The court rejected the idea that state legislatures have the ultimate authority to decide on matters relating to elections, both state and federal, and that they can’t be overruled by governors or by the state supreme courts when it comes to making election policy. It’s as radical an argument to come before the court as any in recent memory, and the fact that the court even took it on in the first place is an indication of how dangerous the tilt of this court truly is. Three justices—Clarence Thomas, Samuel Alito, and Neil Gorsuch—dissenting on that decision is pretty frightening as well.
The majority rejected the most extreme interpretation of the theory brought by North Carolina Republicans, but it compromised a bit by not setting down a standard for when states overreach their bounds in setting election laws. “We hold only that state courts may not transgress the ordinary bounds of judicial review such that they arrogate to themselves the power vested in state legislatures to regulate federal elections,” Chief Justice John Roberts wrote for the majority. What those “ordinary bounds” are is left open. That means the court is saving the final word on state laws when it comes to election disputes for itself. It means the Supreme Court litigating elections—with the gerrymandering, restrictions, and suppression efforts that come with them—is going to keep happening.

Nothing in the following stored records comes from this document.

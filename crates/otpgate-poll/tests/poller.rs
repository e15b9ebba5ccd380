//! Integration tests for the OTP status poller.
//!
//! All tests run with paused, auto-advancing time, so fetch timestamps are
//! exact and a test can "wait" minutes instantly.

use std::collections::VecDeque;
use std::sync::{Arc, Mutex};
use std::time::Duration;

use otpgate_poll::{OtpPoller, PollerConfig, PollerHandle, PollerPhase, StatusSource, Urgency};
use otpgate_protocol::{ErrorCode, Failure, OtpStatus, SessionId};
use tokio::time::{Instant, sleep};

// =========================================================================
// Mock source: scripted answers, records fetch starts and concurrency.
// =========================================================================

#[derive(Default)]
struct MockState {
    queued: VecDeque<Result<Option<OtpStatus>, Failure>>,
    fallback: Option<OtpStatus>,
    latency: Duration,
    starts: Vec<(Instant, SessionId)>,
    in_flight: u32,
    max_in_flight: u32,
    completed: u32,
}

#[derive(Clone, Default)]
struct MockSource(Arc<Mutex<MockState>>);

/// Decrements `in_flight` even when the fetch future is dropped mid-way.
struct InFlight(Arc<Mutex<MockState>>);

impl Drop for InFlight {
    fn drop(&mut self) {
        self.0.lock().unwrap().in_flight -= 1;
    }
}

impl MockSource {
    fn new(fallback: Option<OtpStatus>, latency: Duration) -> Self {
        let source = Self::default();
        {
            let mut state = source.0.lock().unwrap();
            state.fallback = fallback;
            state.latency = latency;
        }
        source
    }

    fn queue(&self, answer: Result<Option<OtpStatus>, Failure>) -> &Self {
        self.0.lock().unwrap().queued.push_back(answer);
        self
    }

    fn starts_ms(&self, origin: Instant) -> Vec<u128> {
        self.0
            .lock()
            .unwrap()
            .starts
            .iter()
            .map(|(at, _)| at.duration_since(origin).as_millis())
            .collect()
    }

    fn ids(&self) -> Vec<SessionId> {
        self.0
            .lock()
            .unwrap()
            .starts
            .iter()
            .map(|(_, id)| id.clone())
            .collect()
    }

    fn fetch_count(&self) -> usize {
        self.0.lock().unwrap().starts.len()
    }
}

impl StatusSource for MockSource {
    async fn fetch_status(&self, session_id: &SessionId) -> Result<Option<OtpStatus>, Failure> {
        let latency = {
            let mut state = self.0.lock().unwrap();
            state.in_flight += 1;
            state.max_in_flight = state.max_in_flight.max(state.in_flight);
            state.starts.push((Instant::now(), session_id.clone()));
            state.latency
        };
        let _in_flight = InFlight(Arc::clone(&self.0));

        if !latency.is_zero() {
            sleep(latency).await;
        }

        let mut state = self.0.lock().unwrap();
        state.completed += 1;
        match state.queued.pop_front() {
            Some(answer) => answer,
            None => Ok(state.fallback.clone()),
        }
    }
}

// =========================================================================
// Helpers
// =========================================================================

fn active(remaining_seconds: i64) -> OtpStatus {
    OtpStatus {
        otp_active: true,
        otp_initiated: true,
        remaining_seconds,
        remaining_minutes: remaining_seconds / 60,
        max_attempts: 3,
        remaining_attempts: 3,
        ..OtpStatus::default()
    }
}

fn sid(id: &str) -> Option<SessionId> {
    Some(SessionId::new(id))
}

fn spawn(source: &MockSource) -> PollerHandle {
    OtpPoller::spawn(source.clone(), PollerConfig::default())
}

// =========================================================================
// Cadence
// =========================================================================

#[tokio::test(start_paused = true)]
async fn test_first_fetch_is_immediate() {
    let source = MockSource::new(Some(active(300)), Duration::ZERO);
    let poller = spawn(&source);
    let origin = Instant::now();

    poller.set_session(sid("s-1"));
    let mut view = poller.subscribe();
    view.wait_for(|v| v.fetches == 1).await.unwrap();

    assert_eq!(source.starts_ms(origin), vec![0]);
    let current = poller.current();
    assert_eq!(current.session_id, sid("s-1"));
    assert_eq!(current.urgency, Some(Urgency::Normal));

    poller.shutdown().await;
}

#[tokio::test(start_paused = true)]
async fn test_cadence_speeds_up_as_expiry_nears() {
    let source = MockSource::new(Some(active(45)), Duration::ZERO);
    source.queue(Ok(Some(active(200)))).queue(Ok(Some(active(45))));
    let poller = spawn(&source);
    let origin = Instant::now();

    poller.set_session(sid("s-1"));
    sleep(Duration::from_millis(3_200)).await;

    // 200s left → 2000ms; 45s left → 500ms, held back to the 1000ms floor.
    assert_eq!(source.starts_ms(origin), vec![0, 2_000, 3_000]);

    let view = poller.current();
    assert_eq!(view.status.as_ref().map(|s| s.remaining_seconds), Some(45));
    assert_eq!(view.urgency, Some(Urgency::Urgent));
    assert_eq!(
        view.phase,
        PollerPhase::Waiting {
            delay: Duration::from_millis(500)
        }
    );

    poller.shutdown().await;
}

#[tokio::test(start_paused = true)]
async fn test_warning_window_polls_every_second() {
    let source = MockSource::new(Some(active(120)), Duration::ZERO);
    let poller = spawn(&source);
    let origin = Instant::now();

    poller.set_session(sid("s-1"));
    sleep(Duration::from_millis(3_500)).await;

    assert_eq!(source.starts_ms(origin), vec![0, 1_000, 2_000, 3_000]);
    assert_eq!(poller.current().urgency, Some(Urgency::Warning));

    poller.shutdown().await;
}

#[tokio::test(start_paused = true)]
async fn test_no_active_otp_polls_every_five_seconds() {
    let source = MockSource::new(None, Duration::ZERO);
    let poller = spawn(&source);
    let origin = Instant::now();

    poller.set_session(sid("s-1"));
    sleep(Duration::from_millis(10_500)).await;

    assert_eq!(source.starts_ms(origin), vec![0, 5_000, 10_000]);
    let view = poller.current();
    assert_eq!(view.status, None);
    assert_eq!(view.urgency, None);
    assert_eq!(view.fetches, 3);
    assert_eq!(
        view.phase,
        PollerPhase::Waiting {
            delay: Duration::from_secs(5)
        }
    );

    poller.shutdown().await;
}

#[tokio::test(start_paused = true)]
async fn test_fetches_never_overlap_and_respect_floor() {
    let source = MockSource::new(Some(active(20)), Duration::from_millis(1_500));
    let poller = spawn(&source);
    let origin = Instant::now();

    poller.set_session(sid("s-1"));
    sleep(Duration::from_secs(10)).await;

    let starts = source.starts_ms(origin);
    assert!(starts.len() >= 4, "got {starts:?}");
    for pair in starts.windows(2) {
        assert!(pair[1] - pair[0] >= 1_000, "fetches too close: {starts:?}");
    }
    assert_eq!(source.0.lock().unwrap().max_in_flight, 1);
    assert_eq!(poller.current().urgency, Some(Urgency::Critical));

    poller.shutdown().await;
}

#[tokio::test(start_paused = true)]
async fn test_failed_fetch_keeps_last_status_and_cadence() {
    let source = MockSource::new(Some(active(200)), Duration::ZERO);
    source
        .queue(Ok(Some(active(200))))
        .queue(Err(Failure::technical(ErrorCode::NetworkError, "offline")));
    let poller = spawn(&source);
    let origin = Instant::now();

    poller.set_session(sid("s-1"));
    sleep(Duration::from_millis(2_100)).await;

    let view = poller.current();
    assert_eq!(view.fetches, 2);
    assert_eq!(view.status.as_ref().map(|s| s.remaining_seconds), Some(200));
    assert_eq!(
        view.last_error.as_ref().map(Failure::code),
        Some(ErrorCode::NetworkError)
    );
    assert_eq!(
        view.phase,
        PollerPhase::Waiting {
            delay: Duration::from_secs(2)
        }
    );

    sleep(Duration::from_millis(2_000)).await;
    assert_eq!(source.starts_ms(origin), vec![0, 2_000, 4_000]);
    assert_eq!(poller.current().last_error, None);

    poller.shutdown().await;
}

// =========================================================================
// Session binding
// =========================================================================

#[tokio::test(start_paused = true)]
async fn test_unbinding_cancels_in_flight_fetch() {
    let source = MockSource::new(Some(active(100)), Duration::from_secs(1));
    let poller = spawn(&source);

    poller.set_session(sid("s-1"));
    sleep(Duration::from_millis(100)).await;
    assert_eq!(source.0.lock().unwrap().in_flight, 1);

    poller.set_session(None);
    sleep(Duration::from_secs(10)).await;

    let state = source.0.lock().unwrap();
    assert_eq!(state.starts.len(), 1, "no trailing fetch");
    assert_eq!(state.completed, 0);
    assert_eq!(state.in_flight, 0);
    drop(state);

    let view = poller.current();
    assert_eq!(view.phase, PollerPhase::Idle);
    assert_eq!(view.session_id, None);
    assert_eq!(view.fetches, 0);

    poller.shutdown().await;
}

#[tokio::test(start_paused = true)]
async fn test_unbinding_clears_published_status() {
    let source = MockSource::new(Some(active(100)), Duration::ZERO);
    let poller = spawn(&source);

    poller.set_session(sid("s-1"));
    let mut view = poller.subscribe();
    view.wait_for(|v| v.status.is_some()).await.unwrap();

    poller.set_session(None);
    view.wait_for(|v| v.session_id.is_none()).await.unwrap();
    let fetched = source.fetch_count();
    sleep(Duration::from_secs(30)).await;

    let current = poller.current();
    assert_eq!(current.status, None);
    assert_eq!(current.urgency, None);
    assert_eq!(current.phase, PollerPhase::Idle);
    assert_eq!(source.fetch_count(), fetched);

    poller.shutdown().await;
}

#[tokio::test(start_paused = true)]
async fn test_switching_session_discards_previous_fetch() {
    let source = MockSource::new(Some(active(300)), Duration::from_secs(1));
    source.queue(Ok(Some(active(100))));
    let poller = spawn(&source);
    let origin = Instant::now();

    poller.set_session(sid("old"));
    sleep(Duration::from_millis(500)).await;
    poller.set_session(sid("new"));
    sleep(Duration::from_millis(1_600)).await;

    // The old fetch was dropped before it answered; the new one waits out
    // the floor measured from the old fetch's start.
    assert_eq!(source.ids(), vec![SessionId::new("old"), SessionId::new("new")]);
    assert_eq!(source.starts_ms(origin), vec![0, 1_000]);

    let view = poller.current();
    assert_eq!(view.session_id, sid("new"));
    assert_eq!(view.fetches, 1);
    assert_eq!(view.status.map(|s| s.remaining_seconds), Some(100));

    poller.shutdown().await;
}

#[tokio::test(start_paused = true)]
async fn test_rebinding_same_session_is_noop() {
    let source = MockSource::new(None, Duration::ZERO);
    let poller = spawn(&source);

    poller.set_session(sid("s-1"));
    sleep(Duration::from_millis(100)).await;
    poller.set_session(sid("s-1"));
    sleep(Duration::from_millis(1_400)).await;

    assert_eq!(source.fetch_count(), 1);
    assert_eq!(poller.session(), sid("s-1"));

    poller.shutdown().await;
}

#[tokio::test(start_paused = true)]
async fn test_idle_poller_never_fetches() {
    let source = MockSource::new(Some(active(100)), Duration::ZERO);
    let poller = spawn(&source);

    sleep(Duration::from_secs(60)).await;

    assert_eq!(source.fetch_count(), 0);
    assert_eq!(poller.current().phase, PollerPhase::Idle);
    poller.shutdown().await;
}

// =========================================================================
// Shutdown
// =========================================================================

#[tokio::test(start_paused = true)]
async fn test_shutdown_stops_polling() {
    let source = MockSource::new(Some(active(30)), Duration::ZERO);
    let poller = spawn(&source);

    poller.set_session(sid("s-1"));
    sleep(Duration::from_millis(10)).await;
    assert!(poller.is_running());

    poller.shutdown().await;
    poller.shutdown().await;
    assert!(!poller.is_running());

    let fetched = source.fetch_count();
    sleep(Duration::from_secs(20)).await;
    assert_eq!(source.fetch_count(), fetched);
    assert_eq!(poller.current().phase, PollerPhase::Idle);
}
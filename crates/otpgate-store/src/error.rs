//! Error types for the store layer.

/// Errors raised by a [`StorageBackend`](crate::StorageBackend).
///
/// [`DurableStore`](crate::DurableStore) never returns these to callers;
/// it logs them and carries on. Backends still report them so the log
/// line says what actually went wrong.
#[derive(Debug, thiserror::Error)]
pub enum StoreError {
    /// Reading or writing the underlying file failed.
    #[error("storage I/O failed: {0}")]
    Io(#[from] std::io::Error),

    /// A value could not be turned into JSON or back.
    #[error("storage serialization failed: {0}")]
    Serialization(#[from] serde_json::Error),

    /// The backend refused the write (for example, a quota was hit).
    #[error("storage backend rejected the operation: {0}")]
    Rejected(String),
}
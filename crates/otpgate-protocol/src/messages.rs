//! Request bodies and response payloads for each auth API operation.
//!
//! Responses are decoded in two passes over the same bytes: first the
//! [`ResponseHeader`] every response shares, then (only on success) the
//! operation-specific payload. Payload structs ignore the header fields,
//! and the header ignores the payload's.

use serde::{Deserialize, Serialize};

use crate::{ErrorCode, OtpMethod, OtpStatus, ProtocolError, SessionId, SessionState};

// ---------------------------------------------------------------------------
// Endpoints
// ---------------------------------------------------------------------------

pub const CREATE_SESSION_PATH: &str = "/api/auth/session";
pub const VERIFY_CONTACT_PATH: &str = "/api/auth/verify-contact";
pub const INITIATE_OTP_PATH: &str = "/api/auth/initiate-otp";
pub const VERIFY_OTP_PATH: &str = "/api/auth/verify-otp";
pub const RESEND_OTP_PATH: &str = "/api/auth/resend-otp";

/// `GET` path for the session status projection.
pub fn session_status_path(id: &SessionId) -> String {
    format!("/api/auth/session/{id}")
}

/// `GET` path for the OTP status projection.
pub fn otp_status_path(id: &SessionId) -> String {
    format!("/api/auth/session/{id}/otp-status")
}

// ---------------------------------------------------------------------------
// Requests
// ---------------------------------------------------------------------------

#[derive(Debug, Clone, PartialEq, Serialize, Deserialize)]
pub struct CreateSessionRequest {
    pub ip_address: Option<String>,
    pub user_agent: String,
}

#[derive(Debug, Clone, PartialEq, Serialize, Deserialize)]
pub struct VerifyContactRequest {
    pub session_id: SessionId,
    #[serde(skip_serializing_if = "Option::is_none")]
    pub email: Option<String>,
    #[serde(skip_serializing_if = "Option::is_none")]
    pub phone: Option<String>,
    #[serde(skip_serializing_if = "Option::is_none")]
    pub preferred_otp_method: Option<OtpMethod>,
}

#[derive(Debug, Clone, PartialEq, Serialize, Deserialize)]
pub struct VerifyOtpRequest {
    pub session_id: SessionId,
    pub otp: String,
}

/// Body for operations that only need the session id (initiate, resend).
#[derive(Debug, Clone, PartialEq, Serialize, Deserialize)]
pub struct SessionRequest {
    pub session_id: SessionId,
}

// ---------------------------------------------------------------------------
// Responses
// ---------------------------------------------------------------------------

/// Fields shared by every response, success or failure.
#[derive(Debug, Clone, Default, PartialEq, Deserialize)]
pub struct ResponseHeader {
    pub success: bool,
    #[serde(default)]
    pub message: String,
    #[serde(default)]
    pub error_code: Option<ErrorCode>,
    #[serde(default)]
    pub retry_allowed: Option<bool>,
    #[serde(default)]
    pub technical_error: Option<bool>,
    #[serde(default)]
    pub retry_after_minutes: Option<u64>,
    /// Present when the server issues or rotates the session id.
    #[serde(default)]
    pub session_id: Option<SessionId>,
    #[serde(default)]
    pub remaining_attempts: Option<u32>,
    #[serde(default)]
    pub max_attempts: Option<u32>,
}

/// Payload of a successful "create session".
#[derive(Debug, Clone, PartialEq, Deserialize)]
pub struct SessionCreated {
    pub session_id: SessionId,
    #[serde(default)]
    pub state: Option<SessionState>,
    #[serde(default)]
    pub max_attempts: Option<u32>,
    #[serde(default)]
    pub expires_in_minutes: Option<u64>,
}

impl SessionCreated {
    /// Rejects a created session the client could never use.
    pub fn validate(&self) -> Result<(), ProtocolError> {
        if self.session_id.as_str().trim().is_empty() {
            return Err(ProtocolError::InvalidMessage(
                "create session returned a blank session id".into(),
            ));
        }
        Ok(())
    }
}

/// Payload of a successful "verify contact".
#[derive(Debug, Clone, Default, PartialEq, Deserialize)]
#[serde(default)]
pub struct ContactVerified {
    pub customer_name: Option<String>,
    pub customer_data: Option<serde_json::Value>,
    pub otp_method: Option<OtpMethod>,
    pub masked_contact: Option<String>,
}

/// Payload of a successful "initiate OTP" or "resend OTP".
#[derive(Debug, Clone, Default, PartialEq, Deserialize)]
#[serde(default)]
pub struct OtpDispatched {
    pub otp_method: Option<OtpMethod>,
    pub masked_contact: Option<String>,
    pub expires_in_minutes: Option<u64>,
}

/// Payload of a successful "verify OTP".
#[derive(Debug, Clone, Default, PartialEq, Deserialize)]
#[serde(default)]
pub struct Authenticated {
    pub customer_data: Option<serde_json::Value>,
}

/// Payload of the OTP status endpoint. `None` means not yet initiated.
#[derive(Debug, Clone, Default, PartialEq, Deserialize)]
#[serde(default)]
pub struct OtpStatusPayload {
    pub otp_status: Option<OtpStatus>,
}

#[cfg(test)]
mod tests {
    use super::*;

    #[test]
    fn test_session_created_with_blank_id_is_invalid() {
        let created: SessionCreated = serde_json::from_str(r#"{"session_id": "  "}"#).unwrap();
        assert!(matches!(created.validate(), Err(ProtocolError::InvalidMessage(_))));

        let created: SessionCreated = serde_json::from_str(r#"{"session_id": "s-1"}"#).unwrap();
        assert!(created.validate().is_ok());
    }

    #[test]
    fn test_verify_contact_omits_absent_fields() {
        let req = VerifyContactRequest {
            session_id: SessionId::new("s"),
            email: Some("a@b.com".into()),
            phone: None,
            preferred_otp_method: Some(OtpMethod::Sms),
        };
        let json = serde_json::to_value(&req).unwrap();
        assert_eq!(
            json,
            serde_json::json!({
                "session_id": "s",
                "email": "a@b.com",
                "preferred_otp_method": "sms"
            })
        );
    }

    #[test]
    fn test_header_and_payload_decode_from_same_bytes() {
        let body = br#"{
            "success": true,
            "message": "Contact details verified successfully.",
            "session_id": "s-1",
            "customer_name": "Ada",
            "otp_method": "email"
        }"#;
        let header: ResponseHeader = serde_json::from_slice(body).unwrap();
        let payload: ContactVerified = serde_json::from_slice(body).unwrap();
        assert!(header.success);
        assert_eq!(header.session_id, Some(SessionId::new("s-1")));
        assert_eq!(payload.customer_name.as_deref(), Some("Ada"));
        assert_eq!(payload.otp_method, Some(OtpMethod::Email));
    }

    #[test]
    fn test_null_otp_status_is_none() {
        let p: OtpStatusPayload =
            serde_json::from_str(r#"{"success": true, "otp_status": null}"#).unwrap();
        assert!(p.otp_status.is_none());
    }

    #[test]
    fn test_paths() {
        let id = SessionId::new("xyz");
        assert_eq!(session_status_path(&id), "/api/auth/session/xyz");
        assert_eq!(otp_status_path(&id), "/api/auth/session/xyz/otp-status");
    }
}
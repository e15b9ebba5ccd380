//! The session manager: owns the auth state machine for one client.
//!
//! It's responsible for:
//! - Creating a session and remembering its id across restarts
//! - Driving contact verification, OTP dispatch and OTP verification
//! - Keeping a local mirror of the server's session in step
//! - Re-validating the session in the background
//! - Telling subscribers what happened through the [`EventBus`]
//!
//! # Lifecycle
//!
//! ```text
//! create_session() ──→ verify_contact() ──→ initiate_otp() ──→ verify_otp()
//!        │                    │                  │  ↺ resend_otp()    │
//!        ▼                    ▼                  ▼                    ▼
//! [ContactVerification] [OtpVerification]                     [Authenticated]
//!
//!   any step ──(SESSION_LOCKED / MAX_ATTEMPTS_EXCEEDED)──→ [Locked]
//!   restart_session() throws the session away and starts over
//! ```
//!
//! # Concurrency note
//!
//! Operations take `&self` and may run concurrently; the last response
//! wins for locally cached fields, but only responses for the current
//! session count. The mirror sits behind a `std::sync::Mutex` that is
//! never held across an `.await`.

use std::sync::{Arc, Mutex, MutexGuard, PoisonError, Weak};

use chrono::Utc;
use otpgate_protocol::{
    AttemptCounter, Authenticated, CREATE_SESSION_PATH, ContactVerified,
    CreateSessionRequest, ErrorCode, Failure, INITIATE_OTP_PATH, JsonCodec,
    OtpDispatched, OtpMethod, OtpStatus, OtpStatusPayload, RESEND_OTP_PATH, Session,
    SessionCreated, SessionId, SessionRequest, SessionState, VERIFY_CONTACT_PATH,
    VERIFY_OTP_PATH, VerifyContactRequest, VerifyOtpRequest, otp_status_path,
    session_status_path,
};
use otpgate_retry::with_retry;
use otpgate_store::DurableStore;
use otpgate_transport::{Request, Transport};
use tokio::sync::broadcast;
use tokio::sync::mpsc::error::TrySendError;
use tracing::{debug, info, warn};

use crate::exchange::{Scope, technical};
use crate::maintenance::{self, MaintenanceHandle};
use crate::snapshot::{DEFAULT_MAX_CONTACT_ATTEMPTS, Milestone};
use crate::validation::{Contact, validate_contact, validate_otp};
use crate::{
    EventBus, Reply, SESSION_ID_KEY, SessionConfig, SessionError, SessionEvent,
    SessionSnapshot,
};

/// Something the host environment noticed that may affect the session.
#[derive(Debug, Clone, Copy, PartialEq, Eq)]
pub enum HostSignal {
    /// The app came back to the foreground.
    VisibilityRegained,
    Online,
    Offline,
}

pub(crate) struct Inner<T> {
    pub(crate) transport: T,
    pub(crate) codec: JsonCodec,
    pub(crate) store: DurableStore,
    pub(crate) events: EventBus,
    pub(crate) config: SessionConfig,
    local: Mutex<SessionSnapshot>,
    maintenance: Mutex<Option<MaintenanceHandle>>,
}

/// Client-side manager for one authentication session.
///
/// Cheap to clone; clones share the same session.
pub struct SessionManager<T: Transport> {
    pub(crate) inner: Arc<Inner<T>>,
}

impl<T: Transport> Clone for SessionManager<T> {
    fn clone(&self) -> Self {
        Self {
            inner: Arc::clone(&self.inner),
        }
    }
}

fn lock<V>(mutex: &Mutex<V>) -> MutexGuard<'_, V> {
    mutex.lock().unwrap_or_else(PoisonError::into_inner)
}
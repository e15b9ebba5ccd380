//! Walks through the verification flow against a live backend.
//!
//! ```text
//! OTPGATE_URL=http://127.0.0.1:8000 RUST_LOG=otpgate=debug cargo run -p otp-walkthrough
//! ```
//!
//! The session id is kept in `OTPGATE_STORE` (default
//! `otpgate-session.json`), so quitting at the OTP prompt and starting
//! again resumes the same session.

use otpgate::prelude::*;
use tokio::io::{AsyncBufReadExt, BufReader, Lines, Stdin};
use tracing_subscriber::EnvFilter;

type Input = Lines<BufReader<Stdin>>;

// ---------------------------------------------------------------------------
// Prompting
// ---------------------------------------------------------------------------

async fn prompt(input: &mut Input, label: &str) -> Option<String> {
    eprint!("{label}> ");
    match input.next_line().await {
        Ok(Some(line)) => Some(line.trim().to_owned()),
        _ => None,
    }
}

/// Anything with an `@` is an email, everything else a phone number.
fn split_contact(raw: &str) -> (Option<&str>, Option<&str>) {
    if raw.contains('@') {
        (Some(raw), None)
    } else {
        (None, Some(raw))
    }
}

fn describe(view: &PollerView) -> String {
    match (&view.status, view.urgency) {
        (Some(status), Some(urgency)) if status.otp_active => format!(
            "code valid for {}s ({urgency:?}), {} attempt(s) left",
            status.remaining_seconds, status.remaining_attempts
        ),
        (Some(_), _) => "code no longer valid, type `resend`".into(),
        _ => "no code sent yet".into(),
    }
}

fn report(failure: &Failure) {
    eprintln!("  ✗ {} [{}]", failure.message(), failure.code());
    if let Some(minutes) = failure.retry_after_minutes() {
        eprintln!("    try again in {minutes} minute(s)");
    }
}

// ---------------------------------------------------------------------------
// Flow
// ---------------------------------------------------------------------------

async fn verify_contact<T: Transport>(
    session: &SessionManager<T>,
    input: &mut Input,
) -> Option<()> {
    loop {
        let raw = prompt(input, "email or phone").await?;
        let (email, phone) = split_contact(&raw);
        match session.verify_contact(email, phone, None).await {
            Ok(reply) => {
                let name = reply.data.customer_name.unwrap_or_else(|| "customer".into());
                eprintln!("  ✓ hello {name}");
                return Some(());
            }
            Err(failure) => {
                report(&failure);
                let snapshot = session.snapshot();
                if snapshot.contact_attempts.is_exhausted()
                    || snapshot.state == Some(SessionState::Locked)
                {
                    return None;
                }
            }
        }
    }
}

async fn verify_otp(client: &AuthClient<HttpTransport>, input: &mut Input) -> Option<()> {
    let session = client.session();
    if let Err(failure) = session.initiate_otp().await {
        report(&failure);
    }

    loop {
        eprintln!("  {}", describe(&client.otp_view().borrow()));
        let raw = prompt(input, "code (or resend / restart)").await?;
        let outcome = match raw.as_str() {
            "resend" => session.resend_otp().await.map(|_| ()),
            "restart" => return None,
            code => session.verify_otp(code).await.map(|_| ()),
        };
        match outcome {
            Ok(()) if session.snapshot().is_authenticated() => return Some(()),
            Ok(()) => eprintln!("  ✓ new code sent"),
            Err(failure) => {
                report(&failure);
                if session.snapshot().state == Some(SessionState::Locked) {
                    return None;
                }
            }
        }
    }
}

#[tokio::main]
async fn main() -> Result<(), Box<dyn std::error::Error>> {
    tracing_subscriber::fmt()
        .with_env_filter(
            EnvFilter::try_from_default_env().unwrap_or_else(|_| EnvFilter::new("otpgate=info")),
        )
        .with_writer(std::io::stderr)
        .init();

    let url = std::env::var("OTPGATE_URL").unwrap_or_else(|_| "http://127.0.0.1:8000".into());
    let path = std::env::var("OTPGATE_STORE").unwrap_or_else(|_| "otpgate-session.json".into());
    eprintln!("talking to {url}, session kept in {path}");

    let client = AuthClient::builder()
        .base_url(url)
        .store(DurableStore::new(FileStorage::new(path)))
        .build()
        .await?;
    client.start().await;

    let mut input = BufReader::new(tokio::io::stdin()).lines();
    let session = client.session();

    let done = loop {
        let resumable = session
            .snapshot()
            .state
            .is_some_and(|s| s == SessionState::OtpVerification);
        if !resumable {
            session.restart_session().await?;
            if let Some(id) = session.session_id() {
                eprintln!("  ✓ session {id}");
            }
            if verify_contact(session, &mut input).await.is_none() {
                if prompt(&mut input, "start over? [y/N]").await.as_deref() == Some("y") {
                    continue;
                }
                break false;
            }
        }
        match verify_otp(&client, &mut input).await {
            Some(()) => break true,
            None => {
                session.clear_session();
                if prompt(&mut input, "start over? [y/N]").await.as_deref() != Some("y") {
                    break false;
                }
            }
        }
    };

    if done {
        eprintln!("  ✓ authenticated");
    }
    client.shutdown().await;
    Ok(())
}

Also concerning is what the court did Monday, planning for the next session. It announced it’s taking on a case challenging part of the GOP Tax Scam of 2017. The plaintiffs, Charles and Kathleen Moore, argue the law violated the 16th Amendment, which allows Congress to collect federal income taxes with a one-time “mandatory repatriation tax,” making people who have significant holdings in overseas corporations pay taxes on that income. The challenge goes well beyond this one provision of this one law, which only was imposed on people one time. They want the court to rule on whether Congress has the authority to pass a “wealth tax,” like the billionaires’ tax Sen. Elizabeth Warren and other Democrats have championed. The argument they are trying to make is that wealth and assets aren’t income and thus can’t be taxed as such. The lawyers for the Moore specifically said in a Wall Street Journal op-ed that they brought the case to “slam shut the door on a federal wealth tax like the one Sen. Elizabeth Warren wants to enact.”
This is a case that normally wouldn’t even be heard by the Supreme Court. There’s no disagreement in the lower courts, which is the usual trigger for the higher court to take a case to settle the dispute. More to the point, though, the Supreme Court doesn’t get to dictate to Congress what legislation it can or cannot hypothetically take up. We don’t know which of the justices decided to hear this case; it takes just four of them to make that decision, and they generally do so anonymously.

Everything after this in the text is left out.